● EXERCISE DETAILS: In the records below, find each line that holds "EPSILON" and return it.

● INPUT FOR THIS TASK:
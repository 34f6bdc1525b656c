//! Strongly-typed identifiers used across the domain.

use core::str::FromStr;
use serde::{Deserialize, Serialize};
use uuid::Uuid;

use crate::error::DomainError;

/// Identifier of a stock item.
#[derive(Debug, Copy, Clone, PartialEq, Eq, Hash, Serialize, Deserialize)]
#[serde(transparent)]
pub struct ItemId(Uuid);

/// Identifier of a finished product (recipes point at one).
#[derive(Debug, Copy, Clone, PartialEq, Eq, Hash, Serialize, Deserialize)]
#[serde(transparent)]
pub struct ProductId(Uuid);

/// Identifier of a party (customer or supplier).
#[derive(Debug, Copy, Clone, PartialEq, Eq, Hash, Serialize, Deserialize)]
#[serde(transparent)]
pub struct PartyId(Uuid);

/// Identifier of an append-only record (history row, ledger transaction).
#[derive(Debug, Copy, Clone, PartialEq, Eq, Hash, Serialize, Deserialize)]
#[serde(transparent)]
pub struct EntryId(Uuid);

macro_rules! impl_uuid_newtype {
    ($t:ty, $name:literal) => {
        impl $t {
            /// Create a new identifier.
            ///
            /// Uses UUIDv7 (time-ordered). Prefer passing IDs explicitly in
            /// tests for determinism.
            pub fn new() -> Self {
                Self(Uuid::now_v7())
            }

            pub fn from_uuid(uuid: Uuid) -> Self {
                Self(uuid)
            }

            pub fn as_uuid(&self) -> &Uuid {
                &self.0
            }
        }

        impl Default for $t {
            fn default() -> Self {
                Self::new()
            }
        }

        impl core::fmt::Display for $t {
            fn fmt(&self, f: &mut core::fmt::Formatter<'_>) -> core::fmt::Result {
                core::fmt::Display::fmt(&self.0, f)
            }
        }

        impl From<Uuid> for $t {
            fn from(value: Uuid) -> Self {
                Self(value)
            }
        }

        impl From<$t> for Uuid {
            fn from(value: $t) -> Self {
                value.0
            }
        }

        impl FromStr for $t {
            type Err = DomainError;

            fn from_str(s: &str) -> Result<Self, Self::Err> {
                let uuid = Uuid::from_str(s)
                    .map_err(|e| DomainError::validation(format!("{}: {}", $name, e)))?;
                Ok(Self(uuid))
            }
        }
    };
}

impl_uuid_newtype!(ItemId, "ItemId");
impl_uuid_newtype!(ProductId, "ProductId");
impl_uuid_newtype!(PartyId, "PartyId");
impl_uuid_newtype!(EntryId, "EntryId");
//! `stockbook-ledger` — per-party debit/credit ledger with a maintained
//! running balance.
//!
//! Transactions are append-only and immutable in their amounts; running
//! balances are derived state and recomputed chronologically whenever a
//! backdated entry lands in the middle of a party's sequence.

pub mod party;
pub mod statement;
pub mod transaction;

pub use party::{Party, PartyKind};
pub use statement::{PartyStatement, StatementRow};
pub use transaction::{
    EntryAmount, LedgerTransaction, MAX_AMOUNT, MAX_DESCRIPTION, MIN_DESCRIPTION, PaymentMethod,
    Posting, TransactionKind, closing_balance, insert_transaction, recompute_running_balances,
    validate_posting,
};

* * *

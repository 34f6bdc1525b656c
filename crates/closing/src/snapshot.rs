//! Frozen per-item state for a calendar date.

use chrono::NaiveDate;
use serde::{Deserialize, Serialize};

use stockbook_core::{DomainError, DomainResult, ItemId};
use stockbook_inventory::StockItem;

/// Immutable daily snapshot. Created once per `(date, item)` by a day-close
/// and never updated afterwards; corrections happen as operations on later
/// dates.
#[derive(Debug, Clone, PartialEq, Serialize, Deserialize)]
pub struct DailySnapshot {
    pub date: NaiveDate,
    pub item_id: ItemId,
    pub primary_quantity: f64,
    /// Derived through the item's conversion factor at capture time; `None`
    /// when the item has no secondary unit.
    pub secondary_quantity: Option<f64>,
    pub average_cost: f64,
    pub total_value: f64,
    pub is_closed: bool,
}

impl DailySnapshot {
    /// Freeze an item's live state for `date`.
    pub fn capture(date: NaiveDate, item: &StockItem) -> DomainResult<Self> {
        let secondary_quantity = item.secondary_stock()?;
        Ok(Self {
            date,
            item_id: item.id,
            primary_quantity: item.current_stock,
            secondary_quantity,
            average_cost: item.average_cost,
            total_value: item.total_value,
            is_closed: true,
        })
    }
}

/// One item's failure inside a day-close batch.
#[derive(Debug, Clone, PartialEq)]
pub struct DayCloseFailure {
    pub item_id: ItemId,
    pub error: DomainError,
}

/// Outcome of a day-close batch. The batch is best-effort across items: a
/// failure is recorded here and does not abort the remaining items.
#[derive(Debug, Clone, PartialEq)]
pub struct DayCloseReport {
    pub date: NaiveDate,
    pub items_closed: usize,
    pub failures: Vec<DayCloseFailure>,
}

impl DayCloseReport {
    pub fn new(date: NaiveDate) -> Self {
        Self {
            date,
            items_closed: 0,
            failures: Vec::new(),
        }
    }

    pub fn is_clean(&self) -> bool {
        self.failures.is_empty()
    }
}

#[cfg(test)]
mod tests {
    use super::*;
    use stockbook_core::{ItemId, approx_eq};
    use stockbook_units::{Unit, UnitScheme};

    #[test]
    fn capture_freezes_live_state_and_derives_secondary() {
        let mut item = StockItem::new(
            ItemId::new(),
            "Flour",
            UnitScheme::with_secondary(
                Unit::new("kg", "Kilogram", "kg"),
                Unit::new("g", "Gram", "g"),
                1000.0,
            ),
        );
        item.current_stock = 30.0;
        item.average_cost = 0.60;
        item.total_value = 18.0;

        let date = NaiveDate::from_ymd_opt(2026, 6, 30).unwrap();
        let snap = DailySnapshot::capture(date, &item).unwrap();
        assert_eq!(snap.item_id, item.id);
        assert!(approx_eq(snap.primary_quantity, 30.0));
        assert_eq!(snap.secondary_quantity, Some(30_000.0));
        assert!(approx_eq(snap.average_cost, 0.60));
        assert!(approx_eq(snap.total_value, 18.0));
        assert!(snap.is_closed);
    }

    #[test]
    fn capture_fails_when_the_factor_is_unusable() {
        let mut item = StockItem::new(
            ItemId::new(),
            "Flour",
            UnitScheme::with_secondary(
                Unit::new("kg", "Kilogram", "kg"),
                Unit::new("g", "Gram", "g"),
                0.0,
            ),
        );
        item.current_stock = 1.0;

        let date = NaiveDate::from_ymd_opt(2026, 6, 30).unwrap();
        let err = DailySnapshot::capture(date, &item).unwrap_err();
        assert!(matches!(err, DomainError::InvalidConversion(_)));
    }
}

---

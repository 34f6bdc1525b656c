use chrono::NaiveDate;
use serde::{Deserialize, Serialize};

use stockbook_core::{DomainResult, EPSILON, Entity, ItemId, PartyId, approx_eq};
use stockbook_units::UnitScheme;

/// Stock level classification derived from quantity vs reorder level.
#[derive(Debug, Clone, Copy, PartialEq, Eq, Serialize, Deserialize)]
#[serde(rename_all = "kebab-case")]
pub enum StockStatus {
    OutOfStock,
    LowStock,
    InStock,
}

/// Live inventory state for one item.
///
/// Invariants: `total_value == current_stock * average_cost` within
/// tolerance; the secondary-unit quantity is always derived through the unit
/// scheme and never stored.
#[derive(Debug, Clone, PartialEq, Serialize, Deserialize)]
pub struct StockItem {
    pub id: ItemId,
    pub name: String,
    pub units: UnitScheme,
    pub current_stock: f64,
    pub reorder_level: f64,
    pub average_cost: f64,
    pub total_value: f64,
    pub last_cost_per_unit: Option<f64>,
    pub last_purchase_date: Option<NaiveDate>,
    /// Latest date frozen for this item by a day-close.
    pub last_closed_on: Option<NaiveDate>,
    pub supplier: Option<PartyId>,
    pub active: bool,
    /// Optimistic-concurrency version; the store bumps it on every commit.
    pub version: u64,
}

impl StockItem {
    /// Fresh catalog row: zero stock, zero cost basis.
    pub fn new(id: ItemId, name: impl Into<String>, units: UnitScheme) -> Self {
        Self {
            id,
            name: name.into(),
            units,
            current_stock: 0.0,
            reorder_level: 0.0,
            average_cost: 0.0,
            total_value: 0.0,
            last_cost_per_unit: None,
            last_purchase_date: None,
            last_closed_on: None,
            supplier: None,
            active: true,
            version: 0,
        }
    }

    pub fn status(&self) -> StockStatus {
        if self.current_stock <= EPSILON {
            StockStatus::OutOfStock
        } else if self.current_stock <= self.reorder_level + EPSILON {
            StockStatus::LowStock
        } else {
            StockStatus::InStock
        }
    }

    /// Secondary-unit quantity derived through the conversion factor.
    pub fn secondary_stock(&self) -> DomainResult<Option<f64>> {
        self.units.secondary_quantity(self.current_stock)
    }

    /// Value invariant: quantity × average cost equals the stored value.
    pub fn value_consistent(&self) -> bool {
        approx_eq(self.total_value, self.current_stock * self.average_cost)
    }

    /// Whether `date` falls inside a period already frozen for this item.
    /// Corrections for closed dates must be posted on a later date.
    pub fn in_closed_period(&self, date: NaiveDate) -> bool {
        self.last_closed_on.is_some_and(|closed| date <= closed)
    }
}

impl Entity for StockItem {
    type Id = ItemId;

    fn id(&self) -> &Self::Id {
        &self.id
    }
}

● SOLUTION FOR THIS EXERCISE:
use stockbook_core::{DomainResult, EPSILON, Entity, ItemId, PartyId, approx_eq};
        if self.current_stock <= EPSILON {
        } else if self.current_stock <= self.reorder_level + EPSILON {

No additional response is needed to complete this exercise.